When Wells Run Dry
The MrBeast Controversy Points to a Bigger Water Crisis Solution
YouTube’s biggest star, MrBeast, has faced unexpected backlash over what should have been an uncontroversial good deed: building 100 solar-powered wells across sub-Saharan Africa. The criticism wasn’t about his intentions—it was about what happened next.
The project drew immediate warnings from water infrastructure experts about long-term sustainability. Saran Kaba Jones, founder of FACE Africa, cautioned that, “the issue is sustainability. It’s one thing to go in and install the well, it’s another thing for us to go back to three, four, or five years from now, and see if that well is still functional.”1 Critics also raised concerns about “performative philanthropy”—making a splash for the cameras while potentially leaving communities to deal with long-term maintenance challenges down the road.
But here’s the thing: the experts’ concerns about MrBeast’s wells aren’t based on poor construction—they’re based on the same systemic problems that have plagued rural water projects for decades.

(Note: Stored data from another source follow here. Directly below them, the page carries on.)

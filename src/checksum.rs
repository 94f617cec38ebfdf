//! xxh3-64 checksums for buffers, backups and fingerprints.
//!
//! Checksums are rendered as 16 lowercase hex digits (`0x` prefix optional on
//! input) so they can be pasted between profile files, sidecars and reports.

use serde::{Deserialize, Serialize};
use std::fmt;
use std::str::FromStr;
use thiserror::Error;
use xxhash_rust::xxh3::xxh3_64;

/// xxh3-64 digest of a byte buffer.
#[derive(Debug, Clone, Copy, PartialEq, Eq, Hash, PartialOrd, Ord, Serialize, Deserialize)]
#[serde(try_from = "String", into = "String")]
pub struct Checksum(u64);

#[derive(Error, Debug, Clone, PartialEq, Eq)]
#[error("invalid checksum '{value}': expected up to 16 hex digits")]
pub struct ParseChecksumError {
    pub value: String,
}

impl Checksum {
    /// Hash a buffer.
    pub fn of(bytes: &[u8]) -> Self {
        Checksum(xxh3_64(bytes))
    }

    pub fn from_raw(raw: u64) -> Self {
        Checksum(raw)
    }

    pub fn raw(self) -> u64 {
        self.0
    }
}

impl fmt::Display for Checksum {
    fn fmt(&self, f: &mut fmt::Formatter<'_>) -> fmt::Result {
        write!(f, "{:016x}", self.0)
    }
}

impl FromStr for Checksum {
    type Err = ParseChecksumError;

    fn from_str(s: &str) -> Result<Self, Self::Err> {
        let trimmed = s.trim();
        let digits = trimmed
            .strip_prefix("0x")
            .or_else(|| trimmed.strip_prefix("0X"))
            .unwrap_or(trimmed);

        if digits.is_empty()
            || digits.len() > 16
            || !digits.bytes().all(|b| b.is_ascii_hexdigit())
        {
            return Err(ParseChecksumError {
                value: s.to_string(),
            });
        }

        u64::from_str_radix(digits, 16)
            .map(Checksum)
            .map_err(|_| ParseChecksumError {
                value: s.to_string(),
            })
    }
}

impl TryFrom<String> for Checksum {
    type Error = ParseChecksumError;

    fn try_from(value: String) -> Result<Self, Self::Error> {
        value.parse()
    }
}

impl From<Checksum> for String {
    fn from(value: Checksum) -> Self {
        value.to_string()
    }
}
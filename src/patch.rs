//! Compiled patch rules and patch sets.
//!
//! These are the validated, immutable forms the engine consumes. The TOML
//! document shapes live in [`crate::config::schema`] and compile into these.

use crate::signature::Signature;
use crate::transform::Transform;
use semver::VersionReq;
use serde::Serialize;
use std::fmt;

/// Which matches of a signature a rule writes to.
#[derive(Debug, Clone, Copy, PartialEq, Eq, Default)]
pub enum Occurrence {
    #[default]
    First,
    All,
    /// Zero-based index into the ascending match list.
    Nth(usize),
}

impl fmt::Display for Occurrence {
    fn fmt(&self, f: &mut fmt::Formatter<'_>) -> fmt::Result {
        match self {
            Occurrence::First => write!(f, "first"),
            Occurrence::All => write!(f, "all"),
            Occurrence::Nth(k) => write!(f, "nth({k})"),
        }
    }
}

/// How many matches a rule expects before it is allowed to write.
#[derive(Debug, Clone, Copy, PartialEq, Eq, Serialize)]
#[serde(rename_all = "snake_case")]
pub enum RequiredCount {
    Exactly(usize),
    AtLeast(usize),
}

impl RequiredCount {
    /// `"any"` in patch documents: one or more matches.
    pub const ANY: RequiredCount = RequiredCount::AtLeast(1);

    pub fn is_satisfied(self, actual: usize) -> bool {
        match self {
            RequiredCount::Exactly(n) => actual == n,
            RequiredCount::AtLeast(n) => actual >= n,
        }
    }
}

impl Default for RequiredCount {
    fn default() -> Self {
        RequiredCount::Exactly(1)
    }
}

impl fmt::Display for RequiredCount {
    fn fmt(&self, f: &mut fmt::Formatter<'_>) -> fmt::Result {
        match self {
            RequiredCount::Exactly(n) => write!(f, "exactly {n}"),
            RequiredCount::AtLeast(n) => write!(f, "at least {n}"),
        }
    }
}

/// What gets written at a resolved site.
#[derive(Debug, Clone, PartialEq, Eq)]
pub enum Replacement {
    Bytes(Vec<u8>),
    Transform(Transform),
}

impl Replacement {
    /// Length written when the region length is not pinned by the rule.
    pub fn natural_len(&self) -> Option<usize> {
        match self {
            Replacement::Bytes(bytes) => Some(bytes.len()),
            Replacement::Transform(t) => t.natural_len(),
        }
    }
}

/// A byte range that must read a specific value after the set is applied.
#[derive(Debug, Clone, PartialEq, Eq)]
pub struct PostCondition {
    /// Absolute buffer offset, or relative to the rule's first write when
    /// `relative` is set.
    pub offset: i64,
    pub relative: bool,
    pub expected: Vec<u8>,
}

impl PostCondition {
    pub fn absolute(offset: usize, expected: impl Into<Vec<u8>>) -> Self {
        Self {
            offset: offset as i64,
            relative: false,
            expected: expected.into(),
        }
    }

    pub fn relative(offset: i64, expected: impl Into<Vec<u8>>) -> Self {
        Self {
            offset,
            relative: true,
            expected: expected.into(),
        }
    }

    /// Resolve to an absolute offset given the rule's first write position.
    pub fn resolve(&self, first_write: Option<usize>) -> Option<usize> {
        let base = if self.relative {
            first_write? as i64
        } else {
            0
        };
        usize::try_from(base.checked_add(self.offset)?).ok()
    }
}

/// One declarative edit: locate a signature, then overwrite a region near it.
#[derive(Debug, Clone, PartialEq, Eq)]
pub struct PatchRule {
    pub id: String,
    pub signature: Signature,
    pub occurrence: Occurrence,
    /// Signed distance from the match start to the first written byte.
    pub offset_adjustment: i64,
    /// Bytes overwritten per site. `None` derives it, see [`PatchRule::region_len`].
    pub region_len: Option<usize>,
    pub replacement: Replacement,
    pub required_count: RequiredCount,
    pub resize_allowed: bool,
    pub post_conditions: Vec<PostCondition>,
}

impl PatchRule {
    /// A rule that writes `replacement` over the first and only match.
    pub fn new(id: impl Into<String>, signature: Signature, replacement: Replacement) -> Self {
        Self {
            id: id.into(),
            signature,
            occurrence: Occurrence::First,
            offset_adjustment: 0,
            region_len: None,
            replacement,
            required_count: RequiredCount::default(),
            resize_allowed: false,
            post_conditions: Vec::new(),
        }
    }

    pub fn with_occurrence(mut self, occurrence: Occurrence) -> Self {
        self.occurrence = occurrence;
        self
    }

    pub fn with_offset(mut self, offset_adjustment: i64) -> Self {
        self.offset_adjustment = offset_adjustment;
        self
    }

    pub fn with_region_len(mut self, len: usize) -> Self {
        self.region_len = Some(len);
        self
    }

    pub fn with_required_count(mut self, count: RequiredCount) -> Self {
        self.required_count = count;
        self
    }

    pub fn allow_resize(mut self) -> Self {
        self.resize_allowed = true;
        self
    }

    pub fn with_post_condition(mut self, condition: PostCondition) -> Self {
        self.post_conditions.push(condition);
        self
    }

    /// Number of bytes overwritten at each site.
    ///
    /// Explicit `region_len` wins. Otherwise a write at the match start covers
    /// the signature, and an adjusted write covers the replacement's own
    /// width. Falls back to the signature length.
    pub fn region_len(&self) -> usize {
        self.region_len
            .or_else(|| (self.offset_adjustment == 0).then(|| self.signature.len()))
            .or_else(|| self.replacement.natural_len())
            .unwrap_or(self.signature.len())
    }

    /// Whether the region width can be derived without falling back.
    pub fn has_determinate_region(&self) -> bool {
        self.region_len.is_some()
            || self.offset_adjustment == 0
            || self.replacement.natural_len().is_some()
    }
}

#[derive(Debug, Clone, Default, PartialEq, Eq)]
pub struct PatchSetMeta {
    pub name: String,
    pub description: Option<String>,
    /// File identity hint, e.g. `RobloxPlayerBeta.exe`.
    pub target: Option<String>,
    /// Client builds this set is authored for.
    pub build_range: Option<VersionReq>,
}

/// Ordered rules applied as one all-or-nothing unit.
#[derive(Debug, Clone, Default, PartialEq, Eq)]
pub struct PatchSet {
    pub meta: PatchSetMeta,
    pub rules: Vec<PatchRule>,
}

impl PatchSet {
    pub fn new(name: impl Into<String>) -> Self {
        Self {
            meta: PatchSetMeta {
                name: name.into(),
                ..PatchSetMeta::default()
            },
            rules: Vec::new(),
        }
    }

    pub fn with_rule(mut self, rule: PatchRule) -> Self {
        self.rules.push(rule);
        self
    }

    pub fn name(&self) -> &str {
        &self.meta.name
    }

    pub fn len(&self) -> usize {
        self.rules.len()
    }

    pub fn is_empty(&self) -> bool {
        self.rules.is_empty()
    }
}

#[cfg(test)]
mod tests {
    use super::*;

    fn sig(text: &str) -> Signature {
        Signature::parse(text).unwrap()
    }

    #[test]
    fn test_required_count() {
        assert!(RequiredCount::Exactly(1).is_satisfied(1));
        assert!(!RequiredCount::Exactly(1).is_satisfied(0));
        assert!(!RequiredCount::Exactly(1).is_satisfied(2));
        assert!(RequiredCount::ANY.is_satisfied(5));
        assert!(!RequiredCount::ANY.is_satisfied(0));
    }

    #[test]
    fn test_region_len_defaults_to_signature() {
        let rule = PatchRule::new(
            "r",
            sig("DE AD ?? BE EF"),
            Replacement::Bytes(vec![0xDE, 0xAD, 0xFF, 0xBE, 0xEF]),
        );
        assert_eq!(rule.region_len(), 5);
    }

    #[test]
    fn test_region_len_with_offset_uses_replacement_width() {
        let rule = PatchRule::new(
            "r",
            sig("85 C0 74 ??"),
            Replacement::Transform(Transform::JmpShort),
        )
        .with_offset(2);
        assert_eq!(rule.region_len(), 2);
        assert!(rule.has_determinate_region());
    }

    #[test]
    fn test_region_len_undeterminable() {
        let rule = PatchRule::new(
            "r",
            sig("85 C0 74 ??"),
            Replacement::Transform(Transform::Nop { len: None }),
        )
        .with_offset(2);
        assert!(!rule.has_determinate_region());
    }

    #[test]
    fn test_post_condition_resolve() {
        assert_eq!(PostCondition::absolute(12, vec![0xFF]).resolve(None), Some(12));
        assert_eq!(PostCondition::relative(2, vec![0xFF]).resolve(Some(10)), Some(12));
        assert_eq!(PostCondition::relative(-11, vec![0xFF]).resolve(Some(10)), None);
        assert_eq!(PostCondition::relative(0, vec![0xFF]).resolve(None), None);
    }
}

And those concerns point to why we need to start thinking beyond traditional solutions.
The Inconvenient Truth About Rural Wells
The statistics are sobering. Research shows that one in three handpumps in sub-Saharan Africa are non-functional at any given time.2 That’s not due to poor engineering—it’s due to a perfect storm of maintenance challenges that traditional well projects consistently underestimate:
- The spare parts desert: When a pump seal fails, it can take months to source a replacement in remote areas
- The maintenance funding gap: Communities are often left to self-fund repairs with no sustainable revenue model
- The expertise shortage: Technical know-how for repairs is concentrated in urban areas, leaving rural communities dependent on outside help
Water system breakdowns force users to use other, often contaminated water sources, and even a few days of consuming water from unimproved sources during a water system breakdown can undermine the health benefits provided by an improved water source.3
This isn’t a failure of wells as technology—it’s a failure of wells as a complete system. And it’s exactly why smart organizations are starting to look at atmospheric water generators (AWGs) not as replacements, but as strategic complements.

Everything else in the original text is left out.